■読者の声■


アイソトープ部製造課   小林 勝利様

 今から30年以上も前、先輩より、「ラジオアイソトープ(RI)の製造とかけて何と解く?」と問われたことがあった。 答えに窮すると、A氏は、「船頭」と解くと謂う。「はて?」と困惑する。満面笑みを浮かべたA氏おもむろに、その答えは?
 「研究炉利用」というと、つい、この問答が浮かぶ。その答えは、「櫨(ろ)で動く」。言い得て妙である。さほどに、アイソトープ製造(部)は炉のおかげで動いてきた。 「研究炉ひろば」創刊号(1995,No.1)にも、すでにRI製造と利用が紹介されている。

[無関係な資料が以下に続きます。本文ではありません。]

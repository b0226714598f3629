// covenant_server/src/db/pg_store.rs

use async_trait::async_trait;
use chrono::{DateTime, Utc};
use covenant::models::{
  Item, ItemSummary, NewItem, NewOrder, NewPaymentMethod, NewRegistration, Order, OrderDetails, OrderStatus,
  PaymentMethod, PaymentMethodPatch, RegistrantSummary, Registration, RegistrationStatus,
};
use covenant::{CovenantError, CovenantResult, ItemStore, OrderStore, PaymentMethodStore, RegistrationStore};
use sqlx::postgres::PgPoolOptions;
use sqlx::PgPool;
use tracing::{event, info, instrument, warn, Level};
use uuid::Uuid;

use crate::errors::Result as AppResult;

const UNIQUE_VIOLATION: &str = "23505";
const ORDER_NUMBER_CONSTRAINT: &str = "orders_order_number_key";

const REGISTRATION_COLUMNS: &str = "id, name, country, city, date_of_birth, marital_status, occupation, salary, \
   email, phone, payment_method, personal_photo_url, id_card_front_url, id_card_back_url, unique_code, status, \
   created_at";
const ITEM_COLUMNS: &str = "id, name, price_cents, description, mystical_properties, image_url, created_at";
const ORDER_COLUMNS: &str =
  "id, registration_id, item_id, order_number, payment_method, status, total_price_cents, created_at";
const PAYMENT_METHOD_COLUMNS: &str = "id, name, description, details, is_active, created_at";

// Order joined with its registrant and, when still in the catalog, its item.
const ORDER_DETAILS_SELECT: &str = "SELECT o.id, o.registration_id, o.item_id, o.order_number, o.payment_method, \
   o.status, o.total_price_cents, o.created_at, \
   r.name AS registrant_name, r.email AS registrant_email, r.unique_code AS registrant_code, \
   i.name AS item_name, i.price_cents AS item_price_cents, i.description AS item_description, \
   i.image_url AS item_image_url \
   FROM orders o \
   JOIN registrations r ON r.id = o.registration_id \
   LEFT JOIN items i ON i.id = o.item_id";

fn upstream(err: sqlx::Error) -> CovenantError {
  event!(Level::ERROR, error = %err, "Record store query failed.");
  CovenantError::upstream(err)
}

/// A unique violation on the order number is a collision; anything else is
/// the database failing.
fn order_insert_error(err: sqlx::Error, order_number: String) -> CovenantError {
  match err {
    sqlx::Error::Database(db_err)
      if db_err.code().as_deref() == Some(UNIQUE_VIOLATION)
        && db_err.constraint() == Some(ORDER_NUMBER_CONSTRAINT) =>
    {
      warn!("Order number already taken.");
      CovenantError::DuplicateIdentifier {
        field: "order_number".to_string(),
        value: order_number,
      }
    }
    other => upstream(other),
  }
}

#[derive(sqlx::FromRow)]
struct OrderDetailsRow {
  id: Uuid,
  registration_id: Uuid,
  item_id: Uuid,
  order_number: String,
  payment_method: String,
  status: OrderStatus,
  total_price_cents: i64,
  created_at: DateTime<Utc>,
  registrant_name: String,
  registrant_email: String,
  registrant_code: String,
  item_name: Option<String>,
  item_price_cents: Option<i64>,
  item_description: Option<String>,
  item_image_url: Option<String>,
}

impl From<OrderDetailsRow> for OrderDetails {
  fn from(row: OrderDetailsRow) -> Self {
    let item = match (row.item_name, row.item_price_cents, row.item_description) {
      (Some(name), Some(price_cents), Some(description)) => Some(ItemSummary {
        id: row.item_id,
        name,
        price_cents,
        description,
        image_url: row.item_image_url,
      }),
      _ => None,
    };
    OrderDetails {
      order: Order {
        id: row.id,
        registration_id: row.registration_id,
        item_id: row.item_id,
        order_number: row.order_number,
        payment_method: row.payment_method,
        status: row.status,
        total_price_cents: row.total_price_cents,
        created_at: row.created_at,
      },
      registrant: RegistrantSummary {
        id: row.registration_id,
        name: row.registrant_name,
        email: row.registrant_email,
        unique_code: row.registrant_code,
      },
      item,
    }
  }
}

/// Record store backed by a PostgreSQL pool.
#[derive(Clone)]
pub struct PgStore {
  pool: PgPool,
}

impl PgStore {
  pub fn new(pool: PgPool) -> Self {
    Self { pool }
  }

  #[instrument(name = "pg_store::connect", skip_all, err(Display))]
  pub async fn connect(database_url: &str) -> AppResult<Self> {
    let pool = PgPoolOptions::new().max_connections(10).connect(database_url).await?;
    info!("Successfully connected to the database.");
    Ok(Self::new(pool))
  }

  /// Creates the enum types, tables and indexes if they don't exist yet.
  #[instrument(name = "pg_store::apply_schema", skip_all, err(Display))]
  pub async fn apply_schema(&self) -> AppResult<()> {
    sqlx::raw_sql(include_str!("../../schema.sql")).execute(&self.pool).await?;
    info!("Database schema applied.");
    Ok(())
  }
}

#[async_trait]
impl RegistrationStore for PgStore {
  #[instrument(name = "pg_store::create_registration", skip_all, fields(unique_code = %new.unique_code))]
  async fn create(&self, new: NewRegistration) -> CovenantResult<Registration> {
    let sql = format!(
      "INSERT INTO registrations (id, name, country, city, date_of_birth, marital_status, occupation, salary, \
       email, phone, payment_method, personal_photo_url, id_card_front_url, id_card_back_url, unique_code) \
       VALUES ($1, $2, $3, $4, $5, $6, $7, $8, $9, $10, $11, $12, $13, $14, $15) RETURNING {}",
      REGISTRATION_COLUMNS
    );
    sqlx::query_as::<_, Registration>(&sql)
      .bind(Uuid::new_v4())
      .bind(&new.name)
      .bind(&new.country)
      .bind(&new.city)
      .bind(&new.date_of_birth)
      .bind(&new.marital_status)
      .bind(&new.occupation)
      .bind(&new.salary)
      .bind(&new.email)
      .bind(&new.phone)
      .bind(&new.payment_method)
      .bind(&new.personal_photo_url)
      .bind(&new.id_card_front_url)
      .bind(&new.id_card_back_url)
      .bind(&new.unique_code)
      .fetch_one(&self.pool)
      .await
      .map_err(upstream)
  }

  async fn find_by_id(&self, id: Uuid) -> CovenantResult<Option<Registration>> {
    let sql = format!("SELECT {} FROM registrations WHERE id = $1", REGISTRATION_COLUMNS);
    sqlx::query_as::<_, Registration>(&sql)
      .bind(id)
      .fetch_optional(&self.pool)
      .await
      .map_err(upstream)
  }

  async fn find_by_code(&self, unique_code: &str) -> CovenantResult<Option<Registration>> {
    // Codes may collide; the earliest registration wins, matching the in-memory store.
    let sql = format!(
      "SELECT {} FROM registrations WHERE unique_code = $1 ORDER BY created_at ASC LIMIT 1",
      REGISTRATION_COLUMNS
    );
    sqlx::query_as::<_, Registration>(&sql)
      .bind(unique_code)
      .fetch_optional(&self.pool)
      .await
      .map_err(upstream)
  }

  async fn list(&self) -> CovenantResult<Vec<Registration>> {
    let sql = format!("SELECT {} FROM registrations ORDER BY created_at DESC", REGISTRATION_COLUMNS);
    sqlx::query_as::<_, Registration>(&sql)
      .fetch_all(&self.pool)
      .await
      .map_err(upstream)
  }

  async fn update_status(&self, id: Uuid, status: RegistrationStatus) -> CovenantResult<Option<Registration>> {
    let sql = format!(
      "UPDATE registrations SET status = $2 WHERE id = $1 RETURNING {}",
      REGISTRATION_COLUMNS
    );
    sqlx::query_as::<_, Registration>(&sql)
      .bind(id)
      .bind(status)
      .fetch_optional(&self.pool)
      .await
      .map_err(upstream)
  }
}

#[async_trait]
impl ItemStore for PgStore {
  async fn create(&self, new: NewItem) -> CovenantResult<Item> {
    let sql = format!(
      "INSERT INTO items (id, name, price_cents, description, mystical_properties, image_url) \
       VALUES ($1, $2, $3, $4, $5, $6) RETURNING {}",
      ITEM_COLUMNS
    );
    sqlx::query_as::<_, Item>(&sql)
      .bind(Uuid::new_v4())
      .bind(&new.name)
      .bind(new.price_cents)
      .bind(&new.description)
      .bind(&new.mystical_properties)
      .bind(&new.image_url)
      .fetch_one(&self.pool)
      .await
      .map_err(upstream)
  }

  async fn find_by_id(&self, id: Uuid) -> CovenantResult<Option<Item>> {
    let sql = format!("SELECT {} FROM items WHERE id = $1", ITEM_COLUMNS);
    sqlx::query_as::<_, Item>(&sql)
      .bind(id)
      .fetch_optional(&self.pool)
      .await
      .map_err(upstream)
  }

  async fn list(&self) -> CovenantResult<Vec<Item>> {
    let sql = format!("SELECT {} FROM items ORDER BY created_at DESC", ITEM_COLUMNS);
    sqlx::query_as::<_, Item>(&sql).fetch_all(&self.pool).await.map_err(upstream)
  }

  async fn delete(&self, id: Uuid) -> CovenantResult<bool> {
    let result = sqlx::query("DELETE FROM items WHERE id = $1")
      .bind(id)
      .execute(&self.pool)
      .await
      .map_err(upstream)?;
    Ok(result.rows_affected() > 0)
  }
}

#[async_trait]
impl OrderStore for PgStore {
  #[instrument(name = "pg_store::create_order", skip_all, fields(order_number = %new.order_number))]
  async fn create(&self, new: NewOrder) -> CovenantResult<Order> {
    let sql = format!(
      "INSERT INTO orders (id, registration_id, item_id, order_number, payment_method, total_price_cents) \
       VALUES ($1, $2, $3, $4, $5, $6) RETURNING {}",
      ORDER_COLUMNS
    );
    let result = sqlx::query_as::<_, Order>(&sql)
      .bind(Uuid::new_v4())
      .bind(new.registration_id)
      .bind(new.item_id)
      .bind(&new.order_number)
      .bind(&new.payment_method)
      .bind(new.total_price_cents)
      .fetch_one(&self.pool)
      .await;

    result.map_err(|err| order_insert_error(err, new.order_number))
  }

  async fn find_for_registrant(
    &self,
    registration_id: Uuid,
    order_number: &str,
  ) -> CovenantResult<Option<OrderDetails>> {
    let sql = format!(
      "{} WHERE o.order_number = $1 AND o.registration_id = $2",
      ORDER_DETAILS_SELECT
    );
    let row = sqlx::query_as::<_, OrderDetailsRow>(&sql)
      .bind(order_number)
      .bind(registration_id)
      .fetch_optional(&self.pool)
      .await
      .map_err(upstream)?;
    Ok(row.map(OrderDetails::from))
  }

  async fn list_details(&self) -> CovenantResult<Vec<OrderDetails>> {
    let sql = format!("{} ORDER BY o.created_at DESC", ORDER_DETAILS_SELECT);
    let rows = sqlx::query_as::<_, OrderDetailsRow>(&sql)
      .fetch_all(&self.pool)
      .await
      .map_err(upstream)?;
    Ok(rows.into_iter().map(OrderDetails::from).collect())
  }

  async fn update_status(&self, id: Uuid, status: OrderStatus) -> CovenantResult<Option<Order>> {
    let sql = format!("UPDATE orders SET status = $2 WHERE id = $1 RETURNING {}", ORDER_COLUMNS);
    sqlx::query_as::<_, Order>(&sql)
      .bind(id)
      .bind(status)
      .fetch_optional(&self.pool)
      .await
      .map_err(upstream)
  }
}

#[async_trait]
impl PaymentMethodStore for PgStore {
  async fn create(&self, new: NewPaymentMethod) -> CovenantResult<PaymentMethod> {
    let sql = format!(
      "INSERT INTO payment_methods (id, name, description, details, is_active) \
       VALUES ($1, $2, $3, $4, $5) RETURNING {}",
      PAYMENT_METHOD_COLUMNS
    );
    sqlx::query_as::<_, PaymentMethod>(&sql)
      .bind(Uuid::new_v4())
      .bind(&new.name)
      .bind(&new.description)
      .bind(&new.details)
      .bind(new.is_active)
      .fetch_one(&self.pool)
      .await
      .map_err(upstream)
  }

  async fn list_active(&self) -> CovenantResult<Vec<PaymentMethod>> {
    let sql = format!(
      "SELECT {} FROM payment_methods WHERE is_active ORDER BY created_at ASC",
      PAYMENT_METHOD_COLUMNS
    );
    sqlx::query_as::<_, PaymentMethod>(&sql)
      .fetch_all(&self.pool)
      .await
      .map_err(upstream)
  }

  async fn list_all(&self) -> CovenantResult<Vec<PaymentMethod>> {
    let sql = format!("SELECT {} FROM payment_methods ORDER BY created_at ASC", PAYMENT_METHOD_COLUMNS);
    sqlx::query_as::<_, PaymentMethod>(&sql)
      .fetch_all(&self.pool)
      .await
      .map_err(upstream)
  }

  async fn update(&self, id: Uuid, patch: PaymentMethodPatch) -> CovenantResult<Option<PaymentMethod>> {
    // COALESCE keeps stored values for fields the patch leaves out; the
    // optional texts carry a flag so that an explicit null clears them.
    let sql = format!(
      "UPDATE payment_methods SET name = COALESCE($2, name), \
       description = CASE WHEN $3 THEN $4 ELSE description END, \
       details = CASE WHEN $5 THEN $6 ELSE details END, \
       is_active = COALESCE($7, is_active) WHERE id = $1 RETURNING {}",
      PAYMENT_METHOD_COLUMNS
    );
    sqlx::query_as::<_, PaymentMethod>(&sql)
      .bind(id)
      .bind(patch.name)
      .bind(patch.description.is_some())
      .bind(patch.description.flatten())
      .bind(patch.details.is_some())
      .bind(patch.details.flatten())
      .bind(patch.is_active)
      .fetch_optional(&self.pool)
      .await
      .map_err(upstream)
  }

  async fn delete(&self, id: Uuid) -> CovenantResult<bool> {
    let result = sqlx::query("DELETE FROM payment_methods WHERE id = $1")
      .bind(id)
      .execute(&self.pool)
      .await
      .map_err(upstream)?;
    Ok(result.rows_affected() > 0)
  }
}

 私的な紹介も許していただけるなら、小生3分の1世紀以上をRI製造とその周辺を「漕いで」きた。当初は「国産RI」という錦の御旗で大船に乗った感があり、技術開発したRIはユーザーから歓迎された。 自主技術の確立が尊重され、「科学技術者」として諸外国にも負けないRIを作るぞ!という密かな決意に将来をかけていた。
 しかし最近、儲からない大量精製RI、輸入出来る長寿命RIは、赤字(税金)を出してまで作る必要はないと「国」から云われるようになってきた。 一方、採算のある密封線源RIなどは民営化に道を開けということであろうか?「合理的」運営が求められ、短寿命RIのみの供給と研究開発への指向(転換)が強く迫られている。 「櫨」は削り直しも効くし、新しく買い換えることも出来る。しかし、船頭は老いるばかり、その技術を継承する人がいない。
 奇しくも放射能発見から1世紀、RIはその初期よりその有益性が認められ、人類の福祉と生活向上に寄与してきた。 RIのもつ特徴からすれば、「研究炉利用」により、もっと、もっと世の中に役立つRIがあると確信する。 その開発には、まさに蓄積された非密封・大量RI製造技術(ノウハウ:宝船?)とその継承(人材養成)が求められている。